La peluca, en cambio, oscura con mechones violeta, es de lo más femenino, solo tengo que desgreñar los cabellos. Me ensucio el rostro con el maquillaje: matices de gris, morado, violeta. Pintalabios negro, esmalte negro en las uñas, guantes de red, pero rotos, también negros. Pantalones y camiseta oscuros, bien ajustados. Finalmente me enfundo en una bolsa de residuos color plomizo, ya muy estropeada, y mi disfraz de “Saco de Basura” es perfecto. Nadie me va a reconocer, solo tú.

Oculto en mi bolso nuevo todo lo que tengo que llevarme, y salgo a la calle rebosante de gente disfrazada lanzando confeti, entre la música disonante de los carros de Carnaval, las caras espeluznantes de los muñecos de cartón piedra. Gritos de niños, carcajadas, rostros enmascarados en el alegre estrépito de la fiesta. 

Un payaso con la cara pintada de blanco intenta asustarme. Es falso como el alborozo que inunda la ciudad, como todas estas personas que necesitan disfrazarse de algo diferente para encontrar un simulacro de felicidad.

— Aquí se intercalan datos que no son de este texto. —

// 🅿️ Parking model - spots and tickets
//
// A spot's number is its identity (stable, unique).
// A ticket references its spot by number only; the store owns both records.

use chrono::{DateTime, Utc};
use serde::{Deserialize, Serialize};
use std::fmt;
use std::str::FromStr;

use crate::error::ParkingError;

// ============================================================================
// PARKING TYPE
// ============================================================================

#[derive(Debug, Clone, Copy, PartialEq, Eq, Hash, Serialize, Deserialize)]
#[serde(rename_all = "UPPERCASE")]
pub enum ParkingType {
    Car,
    Bike,
}

impl ParkingType {
    pub const ALL: [ParkingType; 2] = [ParkingType::Car, ParkingType::Bike];

    /// Tag as persisted in the spot table
    pub fn as_str(&self) -> &'static str {
        match self {
            ParkingType::Car => "CAR",
            ParkingType::Bike => "BIKE",
        }
    }
}

impl fmt::Display for ParkingType {
    fn fmt(&self, f: &mut fmt::Formatter<'_>) -> fmt::Result {
        f.write_str(self.as_str())
    }
}

impl FromStr for ParkingType {
    type Err = ParkingError;

    fn from_str(tag: &str) -> Result<Self, Self::Err> {
        match tag.trim().to_ascii_uppercase().as_str() {
            "CAR" => Ok(ParkingType::Car),
            "BIKE" => Ok(ParkingType::Bike),
            _ => Err(ParkingError::UnknownVehicleType(tag.to_string())),
        }
    }
}

// ============================================================================
// PARKING SPOT
// ============================================================================

#[derive(Debug, Clone, PartialEq, Serialize, Deserialize)]
pub struct ParkingSpot {
    pub number: i64,
    pub parking_type: ParkingType,
    pub available: bool,
}

impl ParkingSpot {
    pub fn new(number: i64, parking_type: ParkingType, available: bool) -> Self {
        ParkingSpot {
            number,
            parking_type,
            available,
        }
    }
}

// ============================================================================
// TICKET
// ============================================================================

#[derive(Debug, Clone, Copy, PartialEq, Eq, Serialize, Deserialize)]
pub enum TicketState {
    Open,
    Closed,
}

/// One vehicle's stay, from entry to exit
#[derive(Debug, Clone, PartialEq, Serialize, Deserialize)]
pub struct Ticket {
    /// Assigned by the ticket store on save
    pub id: Option<i64>,
    pub spot_number: i64,
    pub parking_type: ParkingType,
    pub vehicle_reg: String,
    pub in_time: DateTime<Utc>,
    pub out_time: Option<DateTime<Utc>>,
    /// None until the fare is computed at exit
    pub price: Option<f64>,
}

impl Ticket {
    /// Fresh open ticket for a vehicle entering on `spot`
    pub fn open(spot: &ParkingSpot, vehicle_reg: &str, in_time: DateTime<Utc>) -> Self {
        Ticket {
            id: None,
            spot_number: spot.number,
            parking_type: spot.parking_type,
            vehicle_reg: vehicle_reg.to_string(),
            in_time,
            out_time: None,
            price: None,
        }
    }

    pub fn state(&self) -> TicketState {
        match self.out_time {
            Some(_) => TicketState::Closed,
            None => TicketState::Open,
        }
    }

    pub fn is_open(&self) -> bool {
        self.state() == TicketState::Open
    }
}

#[cfg(test)]
mod tests {
    use super::*;

    #[test]
    fn test_parking_type_parsing() {
        assert_eq!("CAR".parse::<ParkingType>().unwrap(), ParkingType::Car);
        assert_eq!(" bike ".parse::<ParkingType>().unwrap(), ParkingType::Bike);

        match "TRUCK".parse::<ParkingType>() {
            Err(ParkingError::UnknownVehicleType(tag)) => assert_eq!(tag, "TRUCK"),
            other => panic!("expected UnknownVehicleType, got {:?}", other),
        }
        assert!("".parse::<ParkingType>().is_err());
    }

    #[test]
    fn test_parking_type_serde_uses_tags() {
        let json = serde_json::to_string(&ParkingType::Bike).unwrap();
        assert_eq!(json, "\"BIKE\"");
        let parsed: ParkingType = serde_json::from_str("\"CAR\"").unwrap();
        assert_eq!(parsed, ParkingType::Car);
    }

    #[test]
    fn test_ticket_opens_without_exit_or_price() {
        let spot = ParkingSpot::new(4, ParkingType::Bike, true);
        let ticket = Ticket::open(&spot, "BK-77", Utc::now());

        assert_eq!(ticket.spot_number, 4);
        assert_eq!(ticket.parking_type, ParkingType::Bike);
        assert_eq!(ticket.state(), TicketState::Open);
        assert!(ticket.price.is_none());
        assert!(ticket.id.is_none());
    }
}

Yo sola soy real, auténtica en mi dolor de pacotilla, en mi rencor de basura. Solo tú me vas a reconocer, porque eres tú el que me ha tirado a la basura como un trapo sucio. Y yo también te voy a reconocer, porque tú no necesitas un disfraz para ser falso. No tendrás el tiempo para un saludo o una sonrisa hipócrita, porque yo sacaré lo que tengo en el bolso nada más verte: nadie se enterará del golpe, con todo ese ruido, nadie hará caso a una chica disfrazada de saco de basura en medio de ese gentío de máscaras borrachas de alegría, nadie se dará cuenta de tu cuerpo pisoteado por la muchedumbre inconsciente, como si fueras un saco de basura.